The commission's incumbent Registrar-General is Hussaini Ishaq Magaji, a Senior Advocate of Nigeria, who was appointed by President Bola Tinubu on 13 October 2023.

Other prominent offices of the board of CAC includes Manufacturers Association of Nigeria, Institute of Chartered Accountants of Nigeria (ICAN), Nigerian Bar Association, Securities and Exchange Commission, Federal Ministry of Trade and Investment, Nigerian Association of Chamber of Commerce, Industry, Mines and Agriculture, Federal Ministry of Justice and Federal Ministry of Finance. All these government agencies and parastatals send top representatives on the CAC board.

On Thursday, 25 May 2023, Nigeria launched its Open Central Register of Beneficial Ownership (known as the Persons with Significant Control Register) in line with its commitment at the Anti-Corruption Summit held in London on 12 May 2016.

== Anti Corruption Summit ==
On Thursday, 25 May 2023, Nigeria launched its Open Central Register of Beneficial Ownership (known as the Persons with Significant Control Register) in line with its commitment at the Anti-Corruption Summit held in London on 12 May 2016.

== Membership ==

The commission is made up of 10 members each representing the respective stakeholders, the board members are:

- The chairman - Ademola Seriki. The chairman is appointed by the president of the Federal Republic of Nigeria
- The Registrar-General/CEO - A. G. Abubakar
- The representative of the Manufacturers Association of Nigeria (MAN) - Alhaji Ali S. Madugu, mni
- The representative of the Institute of Chartered Accountants of Nigeria (ICAN) - Mazi Nnamdi Anthony Okwuadigbo
- The representative of the Nigerian Bar Association (NBA) - Bello Aminu Abdullahi
- The representative of the Nigerian Association of Chambers of Commerce, Industry Mines and Agriculture (NACCIMA) - Hajiya Saratu Iya Aliyu
- The representative of the Federal Ministry of Industry, Trade, and Investment (FMITI)- Muhammad Danjuma Alhassan
- The representative of the Securities & Exchange Commission (SEC) - Ms. Frana Chukwuogor
- The representative of the Federal Ministry of Justice - Mrs. Antoinette Ifeanyi Oche-Obe

==Services==

Corporate Affairs Commission (CAC) Services are classified into segments:

PART A - Registry PART B - Registration of Business Names PART C - Registration of Incorporated Trustees (NGO’s)

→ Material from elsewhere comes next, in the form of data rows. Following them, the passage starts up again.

//! Observability infrastructure for the panel
//!
//! Provides:
//! - Prometheus metrics (upstream latency, upstream errors, rejected manifests, served requests)
//! - Structured JSON logging of resource changes with tracing

use prometheus::{
    register_histogram_vec, register_int_counter, register_int_counter_vec, HistogramVec,
    IntCounter, IntCounterVec,
};
use std::sync::OnceLock;
use tracing::{info, warn};

/// Histogram buckets for Kubernetes API round trips (in seconds)
const LATENCY_BUCKETS: &[f64] = &[
    0.005, 0.01, 0.025, 0.05, 0.1, 0.25, 0.5, 1.0, 2.5, 5.0, 10.0, 30.0,
];

/// Global metrics instance (registered once)
static GLOBAL_METRICS: OnceLock<PanelMetricsInner> = OnceLock::new();

struct PanelMetricsInner {
    upstream_latency_seconds: HistogramVec,
    upstream_errors: IntCounterVec,
    validation_failures: IntCounter,
    requests: IntCounterVec,
}

impl PanelMetricsInner {
    fn new() -> Self {
        Self {
            upstream_latency_seconds: register_histogram_vec!(
                "kube_panel_upstream_latency_seconds",
                "Round-trip time of calls to the Kubernetes API",
                &["method"],
                LATENCY_BUCKETS.to_vec()
            )
            .expect("Failed to register upstream_latency_seconds"),

            upstream_errors: register_int_counter_vec!(
                "kube_panel_upstream_errors_total",
                "Failed calls to the Kubernetes API by failure kind",
                &["kind"]
            )
            .expect("Failed to register upstream_errors_total"),

            validation_failures: register_int_counter!(
                "kube_panel_validation_failures_total",
                "Manifests rejected before reaching the Kubernetes API"
            )
            .expect("Failed to register validation_failures_total"),

            requests: register_int_counter_vec!(
                "kube_panel_requests_total",
                "Dashboard requests served by resource and operation",
                &["resource", "operation"]
            )
            .expect("Failed to register requests_total"),
        }
    }
}

/// Panel metrics for Prometheus exposition
///
/// Lightweight handle to the global metrics instance; clones share the
/// same underlying metrics.
#[derive(Clone)]
pub struct PanelMetrics {
    _private: (),
}

impl Default for PanelMetrics {
    fn default() -> Self {
        Self::new()
    }
}

impl PanelMetrics {
    pub fn new() -> Self {
        GLOBAL_METRICS.get_or_init(PanelMetricsInner::new);
        Self { _private: () }
    }

    fn inner(&self) -> &PanelMetricsInner {
        GLOBAL_METRICS.get_or_init(PanelMetricsInner::new)
    }

    pub fn observe_upstream_latency(&self, method: &str, duration_secs: f64) {
        self.inner()
            .upstream_latency_seconds
            .with_label_values(&[method])
            .observe(duration_secs);
    }

    pub fn inc_upstream_errors(&self, kind: &str) {
        self.inner().upstream_errors.with_label_values(&[kind]).inc();
    }

    pub fn inc_validation_failures(&self) {
        self.inner().validation_failures.inc();
    }

    pub fn inc_requests(&self, resource: &str, operation: &str) {
        self.inner()
            .requests
            .with_label_values(&[resource, operation])
            .inc();
    }
}

/// Structured logger for panel events
#[derive(Clone)]
pub struct StructuredLogger {
    cluster: String,
}

impl StructuredLogger {
    pub fn new(cluster: impl Into<String>) -> Self {
        Self {
            cluster: cluster.into(),
        }
    }

    pub fn log_startup(&self, version: &str, listen_port: u16) {
        info!(
            event = "panel_started",
            cluster = %self.cluster,
            panel_version = %version,
            listen_port = listen_port,
            "Kube panel started"
        );
    }

    pub fn log_shutdown(&self, reason: &str) {
        info!(
            event = "panel_shutdown",
            cluster = %self.cluster,
            reason = %reason,
            "Kube panel shutting down"
        );
    }

    pub fn log_change(
        &self,
        event: &str,
        kind: &str,
        namespace: Option<&str>,
        name: &str,
        status: u16,
    ) {
        info!(
            event = %event,
            cluster = %self.cluster,
            kind = %kind,
            namespace = namespace.unwrap_or("-"),
            name = %name,
            upstream_status = status,
            "Resource changed"
        );
    }

    pub fn log_rejected_manifest(&self, kind: &str, name: &str, reason: &str) {
        warn!(
            event = "manifest_rejected",
            cluster = %self.cluster,
            kind = %kind,
            name = %name,
            reason = %reason,
            "Manifest rejected before submission"
        );
    }

    pub fn log_upstream_failure(&self, path: &str, kind: &str, detail: &str) {
        warn!(
            event = "upstream_failure",
            cluster = %self.cluster,
            path = %path,
            failure = %kind,
            detail = %detail,
            "Kubernetes API call failed"
        );
    }
}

These classifications above cover the following services:
- Incorporation of Companies (Private or Public Company, Limited by guarantee)
- Registration of Business Name
- Registration of Incorporated Trustees
- Same Day Incorporation Services under which companies are registered within one day
- Conducting searches
- Issuance of Certified True Copies of filed documents
- Registration of share capital increases, mortgages, etc.
- Post-incorporation services such as: Processing the statutory filings of Annual Returns, increase of share capital, changes in the memorandum and article of association, company addresses, name etc.
- Arrange or conduct investigations into the affairs of any company where the interests of the shareholders and the public so demand.
- Management and winding-up of companies.
- Monitoring the Compliance with the CAMA by companies.
- Sale of all statutory forms and publications of the Commission
- Responding to inquiries and complaints in respect of the services of the Commission.
- Handling the preliminary process of accreditation of Lawyers, Chartered Accountants, and Chartered Secretaries who are recognized professionals and direct users of the Companies Registry.

===Types of services===
Four (4) types of companies are recognized for business ventures in Nigeria, namely:

- Private Limited Company (LTD)
- Public Limited Company (PLC)
- Companies limited by guarantee and
- Unlimited Companies.

The minimum membership for each of these companies is two except for Private Limited Company which is one, and the maximum for private companies is fifty members while there is no upper limit for public companies. A minimum share capital of ten thousand Naira is prescribed for private companies and five hundred thousand Naira for public companies with a minimum subscription of 25% of the shares.